- [AIM OF THE TASK] Only lines holding "Duration" are needed; copy each of them from the data below.

- [Stored data entries]

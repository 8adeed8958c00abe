//! HTTP server for the chat widget.
//!
//! Serves the page at `/` and a JSON API the page drives: sessions, questions
//! and feedback.

use crate::bot::{Event, Kingbot, View};
use crate::cli::preflight::{self, Operation};
use crate::cli::Output;
use crate::config::{MainSettings, SideSettings, Settings};
use crate::error::KingbotError;
use crate::feedback::FeedbackEvent;
use axum::{
    extract::{Path, State},
    http::StatusCode,
    response::{Html, IntoResponse, Response},
    routing::{get, post},
    Json, Router,
};
use serde::{Deserialize, Serialize};
use std::sync::Arc;
use std::time::Duration;
use tower_http::cors::{Any, CorsLayer};
use tracing::{debug, info};
use uuid::Uuid;

const INDEX_HTML: &str = include_str!("index.html");

/// Shared application state.
struct AppState {
    bot: Kingbot,
}

/// Run the HTTP server.
pub async fn run_serve(host: &str, port: u16, settings: Settings) -> anyhow::Result<()> {
    if let Err(e) = preflight::check(Operation::Chat, &settings) {
        Output::error(&e.to_string());
        return Err(e.into());
    }

    let bot = Kingbot::new(settings)?;
    let sweep_every = sweep_interval(bot.settings().session.idle_timeout_secs);
    let state = Arc::new(AppState { bot });

    let sweeper = state.clone();
    tokio::spawn(async move {
        let mut ticker = tokio::time::interval(sweep_every);
        loop {
            ticker.tick().await;
            sweeper.bot.sweep_idle_sessions().await;
        }
    });

    let app = router(state);

    let addr = format!("{}:{}", host, port);
    let listener = tokio::net::TcpListener::bind(&addr).await?;

    Output::header("Kingbot");
    println!();
    Output::success(&format!("Listening on http://{}", addr));
    println!();
    println!("Endpoints:");
    Output::kv("Chat page", "GET    /");
    Output::kv("Health", "GET    /health");
    Output::kv("Page config", "GET    /api/config");
    Output::kv("New session", "POST   /api/sessions");
    Output::kv("Session view", "GET    /api/sessions/{id}");
    Output::kv("End session", "DELETE /api/sessions/{id}");
    Output::kv("Ask", "POST   /api/sessions/{id}/query");
    Output::kv("Feedback", "POST   /api/sessions/{id}/feedback");
    println!();
    Output::info("Press Ctrl+C to stop the server.");

    info!("Serving on {}", addr);
    axum::serve(listener, app).await?;

    Ok(())
}

fn router(state: Arc<AppState>) -> Router {
    let cors = CorsLayer::new()
        .allow_origin(Any)
        .allow_methods(Any)
        .allow_headers(Any);

    Router::new()
        .route("/", get(index))
        .route("/health", get(health))
        .route("/api/config", get(page_config))
        .route("/api/sessions", post(create_session))
        .route("/api/sessions/{id}", get(get_session).delete(delete_session))
        .route("/api/sessions/{id}/query", post(query))
        .route("/api/sessions/{id}/feedback", post(feedback))
        .layer(cors)
        .with_state(state)
}

/// Sweep often enough to honor the timeout, but at most once a minute.
fn sweep_interval(idle_timeout_secs: u64) -> Duration {
    Duration::from_secs(idle_timeout_secs.clamp(1, 60))
}

// === Request/Response Types ===

#[derive(Deserialize)]
struct QueryRequest {
    /// Free text from the input box
    #[serde(default)]
    text: Option<String>,
    /// Index of a quick question button
    #[serde(default)]
    button: Option<usize>,
}

#[derive(Serialize)]
struct PageConfigResponse<'a> {
    page_title: &'a str,
    side: &'a SideSettings,
    main: &'a MainSettings,
    buttons: Vec<&'a str>,
}

#[derive(Serialize)]
struct ErrorResponse {
    error: String,
}

fn error_response(e: KingbotError) -> Response {
    let status = match &e {
        KingbotError::SessionBusy => StatusCode::CONFLICT,
        KingbotError::SessionNotFound(_) => StatusCode::NOT_FOUND,
        KingbotError::InvalidInput(_) => StatusCode::BAD_REQUEST,
        _ => StatusCode::INTERNAL_SERVER_ERROR,
    };
    debug!(status = %status, "Request failed: {}", e);
    (
        status,
        Json(ErrorResponse {
            error: e.to_string(),
        }),
    )
        .into_response()
}

fn view_response(result: crate::error::Result<View>) -> Response {
    match result {
        Ok(view) => Json(view).into_response(),
        Err(e) => error_response(e),
    }
}

// === Handlers ===

async fn index() -> impl IntoResponse {
    Html(INDEX_HTML)
}

async fn health() -> impl IntoResponse {
    Json(serde_json::json!({ "status": "ok" }))
}

async fn page_config(State(state): State<Arc<AppState>>) -> impl IntoResponse {
    let ui = &state.bot.settings().ui;
    Json(PageConfigResponse {
        page_title: &ui.page_title,
        side: &ui.side,
        main: &ui.main,
        buttons: ui.buttons.iter().map(|b| b.label.as_str()).collect(),
    })
    .into_response()
}

async fn create_session(State(state): State<Arc<AppState>>) -> Response {
    let id = state.bot.open_session().await;
    match state.bot.view(id).await {
        Ok(view) => (StatusCode::CREATED, Json(view)).into_response(),
        Err(e) => error_response(e),
    }
}

async fn get_session(State(state): State<Arc<AppState>>, Path(id): Path<Uuid>) -> Response {
    view_response(state.bot.view(id).await)
}

async fn delete_session(State(state): State<Arc<AppState>>, Path(id): Path<Uuid>) -> Response {
    if state.bot.close_session(id).await {
        StatusCode::NO_CONTENT.into_response()
    } else {
        error_response(KingbotError::SessionNotFound(id.to_string()))
    }
}

async fn query(
    State(state): State<Arc<AppState>>,
    Path(id): Path<Uuid>,
    Json(req): Json<QueryRequest>,
) -> Response {
    let event = match (req.text, req.button) {
        (Some(text), None) => Event::Query { text },
        (None, Some(index)) => Event::QuickQuestion { index },
        _ => {
            return error_response(KingbotError::InvalidInput(
                "expected exactly one of 'text' or 'button'".to_string(),
            ))
        }
    };
    view_response(state.bot.dispatch(id, event).await)
}

async fn feedback(
    State(state): State<Arc<AppState>>,
    Path(id): Path<Uuid>,
    Json(req): Json<FeedbackEvent>,
) -> Response {
    view_response(state.bot.dispatch(id, Event::Feedback(req)).await)
}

- [RESPONSE TO THIS TASK]
use std::time::Duration;
fn sweep_interval(idle_timeout_secs: u64) -> Duration {
    Duration::from_secs(idle_timeout_secs.clamp(1, 60))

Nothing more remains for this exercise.